UnitedHealth chopped its 2015 earnings forecast and the nation's largest health insurer has begun to question its future in public insurance exchanges, a key component in the nation's health care overhaul.
The company said Thursday that it would pull back on the marketing of its exchange business a few weeks after open enrollment for that coverage began nationwide. It also said that it will decide in the first half of next year "to what extent it can continue to serve the public exchange markets in 2017."
"We cannot sustain these losses," CEO Stephen Hemsley said Thursday. "We can't really subsidize a marketplace that doesn't appear at the moment to be sustaining itself."
Hemsley told investors Thursday that the company doesn't intend to take further losses from this business in 2017.

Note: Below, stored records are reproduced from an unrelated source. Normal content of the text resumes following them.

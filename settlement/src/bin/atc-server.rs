use settlement::{Config, MockPaymentRail, SettlementEngine};
use std::sync::Arc;
use tracing::info;

#[tokio::main]
async fn main() -> anyhow::Result<()> {
    // Load configuration
    let config = match std::env::var("ATC_CONFIG") {
        Ok(path) => Config::from_file(&path)?,
        Err(_) => Config::from_env()?,
    };

    // Initialize logging
    let filter = tracing_subscriber::EnvFilter::from_default_env()
        .add_directive(tracing::Level::INFO.into());
    if config.log_json {
        tracing_subscriber::fmt()
            .json()
            .with_env_filter(filter)
            .init();
    } else {
        tracing_subscriber::fmt().with_env_filter(filter).init();
    }

    info!("ATC settlement engine starting...");
    info!(
        "Configuration loaded - storage: {:?}, currency: {}, tick: {}s",
        config.core.storage,
        config.core.currency.code(),
        config.scheduler_tick_secs
    );

    // Settlement updates go to the log as JSON alongside structured logs
    let log_events = config.log_json;
    let engine = SettlementEngine::new(config, Arc::new(MockPaymentRail::new()))?;
    let mut handles = engine.start()?;
    if log_events {
        handles.push(engine.log_events());
    }

    info!("ATC settlement engine initialized successfully");

    tokio::signal::ctrl_c().await?;
    engine.shutdown();
    for handle in handles {
        handle.abort();
    }

    info!("ATC settlement engine stopped");
    Ok(())
}
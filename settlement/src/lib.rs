//! ATC Settlement Engine
//!
//! Moves collected money from grantees to grantors.
//!
//! # Architecture
//!
//! 1. **Batching**: a grant's eligible pending collections are claimed into
//!    one batch, atomically, so a collection is never in two open batches
//! 2. **Payment**: the batch net is handed to a [`PaymentRail`] under a
//!    per-batch idempotency key
//! 3. **Confirmation**: rail callbacks (or timeout lookups) settle or fail
//!    the batch; failures back off exponentially, then escalate to manual
//!    review
//! 4. **Reconciliation**: settled amounts, batch totals and grant cumulative
//!    totals are checked and mismatches recorded as discrepancies
//!
//! Batches are driven by the [`SettlementScheduler`] for periodic grants and
//! by the instant-settlement worker for instant ones.
//!
//! # Example
//!
//! ```no_run
//! use settlement::{Config, MockPaymentRail, SettlementEngine};
//! use std::sync::Arc;
//!
//! #[tokio::main]
//! async fn main() -> settlement::Result<()> {
//!     let engine = SettlementEngine::new(Config::default(), Arc::new(MockPaymentRail::new()))?;
//!     let _workers = engine.start()?;
//!
//!     let report = engine.run_scheduler_tick(chrono::Utc::now()).await?;
//!     println!("{} batches created", report.batches_created.len());
//!
//!     engine.shutdown();
//!     Ok(())
//! }
//! ```

#![forbid(unsafe_code)]
#![warn(
    missing_docs,
    rust_2018_idioms,
    clippy::all
)]

pub mod config;
pub mod engine;
pub mod error;
pub mod orchestrator;
pub mod rail;
pub mod reconciliation;
pub mod retry;
pub mod scheduler;

#[cfg(test)]
pub(crate) mod testing;

// Re-exports
pub use config::Config;
pub use engine::{open_store, GrantRevocation, PendingSettlements, SettlementEngine};
pub use error::{Error, Result};
pub use orchestrator::{ManualResolution, SettlementOrchestrator};
pub use rail::{MockPaymentRail, PaymentInstruction, PaymentRail, RailPaymentRecord, RailReceipt};
pub use reconciliation::{ReconciliationReport, Reconciler};
pub use retry::{RetryDecision, RetryPolicy, RetryStrategy};
pub use scheduler::{closed_period, SettlementScheduler, TickReport};
impl AtcStore for RocksStore {
    fn insert_grant(&self, grant: &AtcGrant) -> Result<()> {
        let lock = self.grant_lock(grant.id);
        let _guard = lock.lock();
        if self.get_value::<AtcGrant>(CF_GRANTS, grant.id)?.is_some() {
            return Err(Error::Validation(format!("grant {} already exists", grant.id)));
        }
        let cf = self.cf(CF_GRANTS)?;
        self.db
            .put_cf(&cf, grant.id.as_bytes(), bincode::serialize(grant)?)?;
        Ok(())
    }

    fn get_grant(&self, id: Uuid) -> Result<Option<AtcGrant>> {
        self.get_value(CF_GRANTS, id)
    }

    fn update_grant(&self, grant: &AtcGrant) -> Result<AtcGrant> {
        let lock = self.grant_lock(grant.id);
        let _guard = lock.lock();

        let stored = self.require_grant(grant.id)?;
        check_version("grant", grant.id, stored.version, grant.version)?;

        let mut next = grant.clone();
        next.cumulative_collected = stored.cumulative_collected;
        next.version += 1;
        let cf = self.cf(CF_GRANTS)?;
        self.db
            .put_cf(&cf, next.id.as_bytes(), bincode::serialize(&next)?)?;
        Ok(next)
    }

    fn list_grants(&self) -> Result<Vec<AtcGrant>> {
        let mut grants: Vec<AtcGrant> = self.scan(CF_GRANTS)?;
        grants.sort_by_key(|g| g.created_at);
        Ok(grants)
    }

    fn reserve(
        &self,
        grant_id: Uuid,
        amount: Decimal,
        guard: ReserveGuard<'_>,
        collection: Option<&AtcCollection>,
    ) -> Result<ReserveOutcome> {
        let lock = self.grant_lock(grant_id);
        let _guard = lock.lock();

        let mut grant = self.require_grant(grant_id)?;
        if let Err(rejection) = guard(&grant) {
            return Ok(ReserveOutcome::Rejected {
                rejection,
                cumulative: grant.cumulative_collected,
            });
        }
        grant.cumulative_collected += amount;

        let mut batch = WriteBatch::default();
        let cf_grants = self.cf(CF_GRANTS)?;
        batch.put_cf(&cf_grants, grant.id.as_bytes(), bincode::serialize(&grant)?);

        if let Some(c) = collection {
            let cf_collections = self.cf(CF_COLLECTIONS)?;
            let cf_indices = self.cf(CF_INDICES)?;
            batch.put_cf(&cf_collections, c.id.as_bytes(), bincode::serialize(c)?);
            batch.put_cf(&cf_indices, Self::index_key(grant_id, c.id), b"");
        }

        self.db.write(batch)?;
        Ok(ReserveOutcome::Accepted {
            cumulative: grant.cumulative_collected,
        })
    }

    fn get_collection(&self, id: Uuid) -> Result<Option<AtcCollection>> {
        self.get_value(CF_COLLECTIONS, id)
    }

    fn collections_for_grant(&self, grant_id: Uuid) -> Result<Vec<AtcCollection>> {
        let cf_indices = self.cf(CF_INDICES)?;
        let prefix = grant_id.as_bytes();

        let mut out = Vec::new();
        for item in self.db.prefix_iterator_cf(&cf_indices, prefix) {
            let (key, _) = item?;
            if !key.starts_with(prefix) {
                break;
            }
            if key.len() < 32 {
                continue;
            }
            let id = Uuid::from_slice(&key[16..32])
                .map_err(|e| Error::Storage(format!("Corrupt index key: {}", e)))?;
            if let Some(c) = self.get_collection(id)? {
                out.push(c);
            }
        }
        out.sort_by_key(|c: &AtcCollection| c.collected_at);
        Ok(out)
    }

    fn update_collection(&self, collection: &AtcCollection) -> Result<AtcCollection> {
        let _guard = self.settlement_lock.lock();
        self.stored_collection(collection)?;

        let mut next = collection.clone();
        next.version += 1;
        let cf = self.cf(CF_COLLECTIONS)?;
        self.db
            .put_cf(&cf, next.id.as_bytes(), bincode::serialize(&next)?)?;
        Ok(next)
    }

    fn claim_into_batch(&self, batch: &SettlementBatch) -> Result<Option<SettlementBatch>> {
        let _guard = self.settlement_lock.lock();

        let mut claimed = Vec::new();
        for id in &batch.collection_ids {
            if let Some(mut c) = self.get_collection(*id)? {
                if claimable(&c, batch) {
                    c.settlement_status = SettlementStatus::Scheduled;
                    c.settlement_batch_id = Some(batch.id);
                    c.version += 1;
                    claimed.push(c);
                }
            }
        }
        if claimed.is_empty() {
            return Ok(None);
        }

        let mut stored = batch.clone();
        stored.apply_members(&claimed);

        let mut wb = WriteBatch::default();
        let cf_collections = self.cf(CF_COLLECTIONS)?;
        let cf_batches = self.cf(CF_BATCHES)?;
        for c in &claimed {
            Self::put_record(&mut wb, &cf_collections, c.id, c)?;
        }
        Self::put_record(&mut wb, &cf_batches, stored.id, &stored)?;
        self.db.write(wb)?;

        Ok(Some(stored))
    }

    fn get_batch(&self, id: Uuid) -> Result<Option<SettlementBatch>> {
        self.get_value(CF_BATCHES, id)
    }

    fn update_batch(
        &self,
        batch: &SettlementBatch,
        members: &[AtcCollection],
    ) -> Result<SettlementBatch> {
        let _guard = self.settlement_lock.lock();

        let stored = self.require_batch(batch.id)?;
        check_version("batch", batch.id, stored.version, batch.version)?;
        for c in members {
            self.stored_collection(c)?;
        }

        let mut wb = WriteBatch::default();
        let cf_collections = self.cf(CF_COLLECTIONS)?;
        let cf_batches = self.cf(CF_BATCHES)?;
        for c in members {
            let mut next = c.clone();
            next.version += 1;
            Self::put_record(&mut wb, &cf_collections, next.id, &next)?;
        }
        let mut next = batch.clone();
        next.version += 1;
        Self::put_record(&mut wb, &cf_batches, next.id, &next)?;
        self.db.write(wb)?;

        Ok(next)
    }

    fn list_batches(&self) -> Result<Vec<SettlementBatch>> {
        let mut batches: Vec<SettlementBatch> = self.scan(CF_BATCHES)?;
        batches.sort_by_key(|b| b.created_at);
        Ok(batches)
    }

    fn insert_discrepancy(&self, discrepancy: &ReconciliationDiscrepancy) -> Result<()> {
        let cf = self.cf(CF_DISCREPANCIES)?;
        self.db.put_cf(
            &cf,
            discrepancy.id.as_bytes(),
            bincode::serialize(discrepancy)?,
        )?;
        Ok(())
    }

    fn update_discrepancy(&self, discrepancy: &ReconciliationDiscrepancy) -> Result<()> {
        if self
            .get_value::<ReconciliationDiscrepancy>(CF_DISCREPANCIES, discrepancy.id)?
            .is_none()
        {
            return Err(Error::Validation(format!(
                "discrepancy {} not found",
                discrepancy.id
            )));
        }
        self.insert_discrepancy(discrepancy)
    }

    fn list_discrepancies(&self) -> Result<Vec<ReconciliationDiscrepancy>> {
        let mut out: Vec<ReconciliationDiscrepancy> = self.scan(CF_DISCREPANCIES)?;
        out.sort_by_key(|d| d.detected_at);
        Ok(out)
    }
}
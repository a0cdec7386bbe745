//! Settlement batches and reconciliation discrepancies

use super::{short_reference, AtcCollection, Currency, PartyId};
use crate::{Error, Result};
use chrono::{DateTime, Utc};
use rust_decimal::Decimal;
use serde::{Deserialize, Serialize};
use std::fmt;
use uuid::Uuid;

/// Saga state of a settlement batch
#[derive(Debug, Clone, Copy, PartialEq, Eq, Hash, Serialize, Deserialize)]
#[repr(u8)]
pub enum BatchStatus {
    /// Collections claimed, payment not started
    Batched = 1,
    /// Payment handed to the rail
    PaymentInitiated = 2,
    /// Rail reported failure or timed out
    PaymentFailed = 3,
    /// Grantor paid (terminal)
    Settled = 4,
    /// Abandoned before initiation (terminal)
    Cancelled = 5,
    /// Retries exhausted; waiting on an operator
    ManualReview = 6,
}

impl BatchStatus {
    /// Terminal states
    pub fn is_terminal(&self) -> bool {
        matches!(self, BatchStatus::Settled | BatchStatus::Cancelled)
    }

    /// Transition table
    pub fn can_transition_to(&self, next: BatchStatus) -> bool {
        use BatchStatus::*;
        matches!(
            (self, next),
            (Batched, PaymentInitiated)
                | (Batched, Cancelled)
                | (PaymentInitiated, Settled)
                | (PaymentInitiated, PaymentFailed)
                | (PaymentFailed, Batched)
                | (PaymentFailed, Cancelled)
                | (PaymentFailed, ManualReview)
                | (ManualReview, Settled)
                | (ManualReview, Cancelled)
        )
    }

    /// Whether an operator may still cancel the batch
    pub fn is_cancellable(&self) -> bool {
        matches!(self, BatchStatus::Batched | BatchStatus::PaymentFailed)
    }
}

impl fmt::Display for BatchStatus {
    fn fmt(&self, f: &mut fmt::Formatter<'_>) -> fmt::Result {
        let s = match self {
            BatchStatus::Batched => "BATCHED",
            BatchStatus::PaymentInitiated => "PAYMENT_INITIATED",
            BatchStatus::PaymentFailed => "PAYMENT_FAILED",
            BatchStatus::Settled => "SETTLED",
            BatchStatus::Cancelled => "CANCELLED",
            BatchStatus::ManualReview => "MANUAL_REVIEW",
        };
        f.write_str(s)
    }
}

/// Payment status as reported by the rail
#[derive(Debug, Clone, Copy, PartialEq, Eq, Hash, Serialize, Deserialize)]
pub enum PaymentStatus {
    /// Not yet sent
    Pending,
    /// Accepted by the rail, not final
    Processing,
    /// Funds delivered
    Settled,
    /// Rail rejected or lost the payment
    Failed,
    /// Only part of the amount moved
    Partial,
}

impl PaymentStatus {
    /// Final outcome reached
    pub fn is_final(&self) -> bool {
        matches!(
            self,
            PaymentStatus::Settled | PaymentStatus::Failed | PaymentStatus::Partial
        )
    }
}

/// Result of reconciling a batch
#[derive(Debug, Clone, Copy, PartialEq, Eq, Hash, Serialize, Deserialize)]
pub enum ReconciliationStatus {
    /// Not checked yet
    Unreconciled,
    /// Amounts agree
    Matched,
    /// A discrepancy was raised
    Discrepancy,
}

/// A payment from one grant's collections to its grantor
#[derive(Debug, Clone, PartialEq, Serialize, Deserialize)]
pub struct SettlementBatch {
    /// Batch ID
    pub id: Uuid,
    /// Human-readable reference
    pub reference: String,
    /// Grant whose collections are settled
    pub grant_id: Uuid,
    /// Party being paid
    pub grantor_id: PartyId,
    /// Rail destination
    pub destination: String,
    /// Currency
    pub currency: Currency,

    /// Start of the settlement period
    pub period_start: DateTime<Utc>,
    /// End of the settlement period
    pub period_end: DateTime<Utc>,

    /// Member collections
    pub collection_ids: Vec<Uuid>,
    /// Sum of member gross amounts
    pub total_gross: Decimal,
    /// Sum of member commissions
    pub total_commission: Decimal,
    /// Sum of member nets; the amount paid
    pub total_net: Decimal,
    /// Number of member collections
    pub transaction_count: u32,

    /// Saga state
    pub status: BatchStatus,
    /// Mirror of the rail's view
    pub payment_status: PaymentStatus,
    /// Reconciliation outcome
    pub reconciliation_status: ReconciliationStatus,

    /// Stable across retries so the rail can dedupe
    pub idempotency_key: String,
    /// Initiation attempts so far
    pub attempts: u32,
    /// Earliest time of the next retry
    pub next_retry_at: Option<DateTime<Utc>>,
    /// Reference assigned by the rail
    pub rail_reference: Option<String>,
    /// Last failure reason
    pub failure_reason: Option<String>,

    /// Created timestamp
    pub created_at: DateTime<Utc>,
    /// Last initiation time
    pub initiated_at: Option<DateTime<Utc>>,
    /// Settlement time
    pub settled_at: Option<DateTime<Utc>>,
    /// Optimistic concurrency version
    pub version: u64,
}

impl SettlementBatch {
    /// Idempotency key for a batch, fixed for its whole life
    pub fn idempotency_key_for(batch_id: Uuid) -> String {
        format!("atc-settle-{}", batch_id)
    }

    /// Generate a batch reference
    pub fn new_reference(id: Uuid) -> String {
        short_reference("STL", id)
    }

    /// Move to a new saga state, enforcing the transition table
    pub fn transition(&mut self, next: BatchStatus) -> Result<()> {
        if !self.status.can_transition_to(next) {
            return Err(Error::InvalidTransition(format!(
                "batch {} cannot move from {} to {}",
                self.reference, self.status, next
            )));
        }
        self.status = next;
        Ok(())
    }

    /// Set member ids and totals from the collections actually claimed.
    /// Totals are plain sums of per-collection values.
    pub fn apply_members(&mut self, members: &[AtcCollection]) {
        self.collection_ids = members.iter().map(|c| c.id).collect();
        self.total_gross = members.iter().map(|c| c.gross_amount).sum();
        self.total_commission = members.iter().map(|c| c.commission_amount).sum();
        self.total_net = members.iter().map(|c| c.net_amount).sum();
        self.transaction_count = members.len() as u32;
    }

    /// Whether a retry is due
    pub fn retry_due(&self, now: DateTime<Utc>) -> bool {
        self.status == BatchStatus::Batched
            && self.attempts > 0
            && self.next_retry_at.map_or(true, |at| now >= at)
    }
}

/// Kind of reconciliation mismatch
#[derive(Debug, Clone, Copy, PartialEq, Eq, Hash, Serialize, Deserialize)]
pub enum DiscrepancyKind {
    /// Rail-recorded amount differs from the batch net
    SettledAmountMismatch,
    /// Grant cumulative differs from the sum of its collections
    CumulativeMismatch,
    /// Batch totals differ from the sum of member collections
    BatchTotalMismatch,
    /// Payment retries exhausted
    PaymentEscalated,
    /// Rail settled a payment for a batch already cancelled
    CancelledBatchPaid,
}

impl fmt::Display for DiscrepancyKind {
    fn fmt(&self, f: &mut fmt::Formatter<'_>) -> fmt::Result {
        let s = match self {
            DiscrepancyKind::SettledAmountMismatch => "SETTLED_AMOUNT_MISMATCH",
            DiscrepancyKind::CumulativeMismatch => "CUMULATIVE_MISMATCH",
            DiscrepancyKind::BatchTotalMismatch => "BATCH_TOTAL_MISMATCH",
            DiscrepancyKind::PaymentEscalated => "PAYMENT_ESCALATED",
            DiscrepancyKind::CancelledBatchPaid => "CANCELLED_BATCH_PAID",
        };
        f.write_str(s)
    }
}

/// Discrepancy lifecycle
#[derive(Debug, Clone, Copy, PartialEq, Eq, Hash, Serialize, Deserialize)]
pub enum DiscrepancyStatus {
    /// Needs attention
    Open,
    /// Closed by an operator
    Resolved,
}

/// A recorded mismatch. Never auto-corrected.
#[derive(Debug, Clone, PartialEq, Serialize, Deserialize)]
pub struct ReconciliationDiscrepancy {
    /// Discrepancy ID
    pub id: Uuid,
    /// What disagreed
    pub kind: DiscrepancyKind,
    /// Batch or grant the check ran against
    pub subject_id: Uuid,
    /// Value the engine expected
    pub expected: Decimal,
    /// Value observed
    pub actual: Decimal,
    /// actual - expected
    pub difference: Decimal,
    /// Lifecycle
    pub status: DiscrepancyStatus,
    /// Detection time
    pub detected_at: DateTime<Utc>,
    /// Operator or engine notes
    pub notes: Option<String>,
}

impl ReconciliationDiscrepancy {
    /// New open discrepancy
    pub fn open(
        kind: DiscrepancyKind,
        subject_id: Uuid,
        expected: Decimal,
        actual: Decimal,
        detected_at: DateTime<Utc>,
        notes: Option<String>,
    ) -> Self {
        Self {
            id: Uuid::now_v7(),
            kind,
            subject_id,
            expected,
            actual,
            difference: actual - expected,
            status: DiscrepancyStatus::Open,
            detected_at,
            notes,
        }
    }
}
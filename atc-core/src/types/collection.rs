//! Collections: immutable records of money collected under a grant

use super::{short_reference, CollectionMethod, PartyId, PartyType};
use crate::{Error, Result};
use chrono::{DateTime, Duration, Utc};
use rust_decimal::Decimal;
use serde::{Deserialize, Serialize};
use std::fmt;
use uuid::Uuid;

/// Settlement progress of a single collection
#[derive(Debug, Clone, Copy, PartialEq, Eq, Hash, Serialize, Deserialize)]
#[repr(u8)]
pub enum SettlementStatus {
    /// Waiting to be batched
    Pending = 1,
    /// Claimed by a settlement batch
    Scheduled = 2,
    /// Payment in flight
    Processing = 3,
    /// Paid to the grantor (terminal)
    Settled = 4,
    /// Payment failed
    Failed = 5,
    /// Escalated for human review
    Disputed = 6,
}

impl SettlementStatus {
    /// Transition table
    pub fn can_transition_to(&self, next: SettlementStatus) -> bool {
        use SettlementStatus::*;
        matches!(
            (self, next),
            (Pending, Scheduled)
                | (Scheduled, Processing)
                | (Scheduled, Pending)
                | (Processing, Settled)
                | (Processing, Scheduled)
                | (Processing, Failed)
                | (Processing, Disputed)
                | (Scheduled, Disputed)
                | (Failed, Pending)
                | (Disputed, Pending)
                | (Disputed, Settled)
        )
    }
}

impl fmt::Display for SettlementStatus {
    fn fmt(&self, f: &mut fmt::Formatter<'_>) -> fmt::Result {
        let s = match self {
            SettlementStatus::Pending => "PENDING",
            SettlementStatus::Scheduled => "SCHEDULED",
            SettlementStatus::Processing => "PROCESSING",
            SettlementStatus::Settled => "SETTLED",
            SettlementStatus::Failed => "FAILED",
            SettlementStatus::Disputed => "DISPUTED",
        };
        f.write_str(s)
    }
}

/// Who paid
#[derive(Debug, Clone, PartialEq, Eq, Serialize, Deserialize)]
pub struct Payer {
    /// Paying party
    pub id: PartyId,
    /// Role (metadata)
    pub party_type: PartyType,
    /// Display name
    pub name: String,
}

/// Order or invoice a collection pays for
#[derive(Debug, Clone, Default, PartialEq, Eq, Serialize, Deserialize)]
pub struct OrderRef {
    /// Order
    pub order_id: Option<Uuid>,
    /// Invoice
    pub invoice_id: Option<Uuid>,
}

/// Money collected under a grant.
///
/// Gross, commission and net never change after creation; only the
/// settlement fields move.
#[derive(Debug, Clone, PartialEq, Serialize, Deserialize)]
pub struct AtcCollection {
    /// Collection ID
    pub id: Uuid,
    /// Human-readable reference
    pub reference: String,
    /// Grant collected under
    pub grant_id: Uuid,
    /// Grantor owed the net amount
    pub grantor_id: PartyId,
    /// Grantee who collected
    pub grantee_id: PartyId,

    /// Payer
    pub collected_from: Payer,
    /// Rail used
    pub method: CollectionMethod,
    /// External payment reference (mobile-money receipt, cheque number...)
    pub payment_reference: Option<String>,
    /// Linked order/invoice
    pub order_ref: OrderRef,
    /// Worker who physically collected
    pub collected_by: Option<PartyId>,
    /// Free-form notes
    pub notes: Option<String>,

    /// Amount collected
    pub gross_amount: Decimal,
    /// Commission kept by the grantee
    pub commission_amount: Decimal,
    /// Amount owed to the grantor
    pub net_amount: Decimal,

    /// Settlement progress
    pub settlement_status: SettlementStatus,
    /// Batch currently holding this collection
    pub settlement_batch_id: Option<Uuid>,
    /// When the grantor was paid
    pub settled_at: Option<DateTime<Utc>>,
    /// Set when the grant was revoked with this collection unsettled
    pub needs_reconciliation: bool,

    /// Collection time
    pub collected_at: DateTime<Utc>,
    /// Optimistic concurrency version
    pub version: u64,
}

impl AtcCollection {
    /// Generate a collection reference
    pub fn new_reference(id: Uuid) -> String {
        short_reference("COL", id)
    }

    /// Earliest time the collection may be batched
    pub fn due_at(&self, delay_days: u32) -> DateTime<Utc> {
        self.collected_at + Duration::days(i64::from(delay_days))
    }

    /// Pending, unbatched, and past its settlement delay
    pub fn is_eligible_for_batching(&self, delay_days: u32, now: DateTime<Utc>) -> bool {
        self.settlement_status == SettlementStatus::Pending
            && self.settlement_batch_id.is_none()
            && now >= self.due_at(delay_days)
    }

    /// Move to a new settlement status, enforcing the transition table
    pub fn transition(&mut self, next: SettlementStatus) -> Result<()> {
        if !self.settlement_status.can_transition_to(next) {
            return Err(Error::InvalidTransition(format!(
                "collection {} cannot move from {} to {}",
                self.reference, self.settlement_status, next
            )));
        }
        self.settlement_status = next;
        Ok(())
    }
}

#[cfg(test)]
mod tests {
    use super::*;

    fn collection(collected_at: DateTime<Utc>) -> AtcCollection {
        let id = Uuid::now_v7();
        AtcCollection {
            id,
            reference: AtcCollection::new_reference(id),
            grant_id: Uuid::now_v7(),
            grantor_id: PartyId::random(),
            grantee_id: PartyId::random(),
            collected_from: Payer {
                id: PartyId::random(),
                party_type: PartyType::Retailer,
                name: "Duka".into(),
            },
            method: CollectionMethod::Cash,
            payment_reference: None,
            order_ref: OrderRef::default(),
            collected_by: None,
            notes: None,
            gross_amount: Decimal::from(100),
            commission_amount: Decimal::from(5),
            net_amount: Decimal::from(95),
            settlement_status: SettlementStatus::Pending,
            settlement_batch_id: None,
            settled_at: None,
            needs_reconciliation: false,
            collected_at,
            version: 0,
        }
    }

    #[test]
    fn test_batching_eligibility_respects_delay() {
        let now = Utc::now();
        let c = collection(now - Duration::days(1));
        assert!(c.is_eligible_for_batching(1, now));
        assert!(!c.is_eligible_for_batching(2, now));
    }

    #[test]
    fn test_claimed_collection_not_eligible() {
        let now = Utc::now();
        let mut c = collection(now);
        c.transition(SettlementStatus::Scheduled).unwrap();
        c.settlement_batch_id = Some(Uuid::now_v7());
        assert!(!c.is_eligible_for_batching(0, now));
    }

    #[test]
    fn test_settled_is_final() {
        let mut c = collection(Utc::now());
        c.transition(SettlementStatus::Scheduled).unwrap();
        c.transition(SettlementStatus::Processing).unwrap();
        c.transition(SettlementStatus::Settled).unwrap();
        assert!(c.transition(SettlementStatus::Pending).is_err());
    }
}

State-based health insurance exchanges opened a few years ago as a way for customers to buy individual health insurance, many with help from income-based tax credits.
The exchanges offered a potential growth boom for insurers but also risk because UnitedHealth and others had little sense of the health needs of new customers. They also didn't know whether the new business would attract enough healthy customers to balance the expected enrollment of sicker customers who had not been able to find coverage before.
UnitedHealth's unexpected announcement Thursday is sure to raise more concerns about the sustainability of the overhaul's public insurance exchanges.
With less than a year before the U.S. presidential election, Goldman Sachs analyst Matthew Borsch wrote that the health of the exchanges "may ultimately have significant policy and political implications."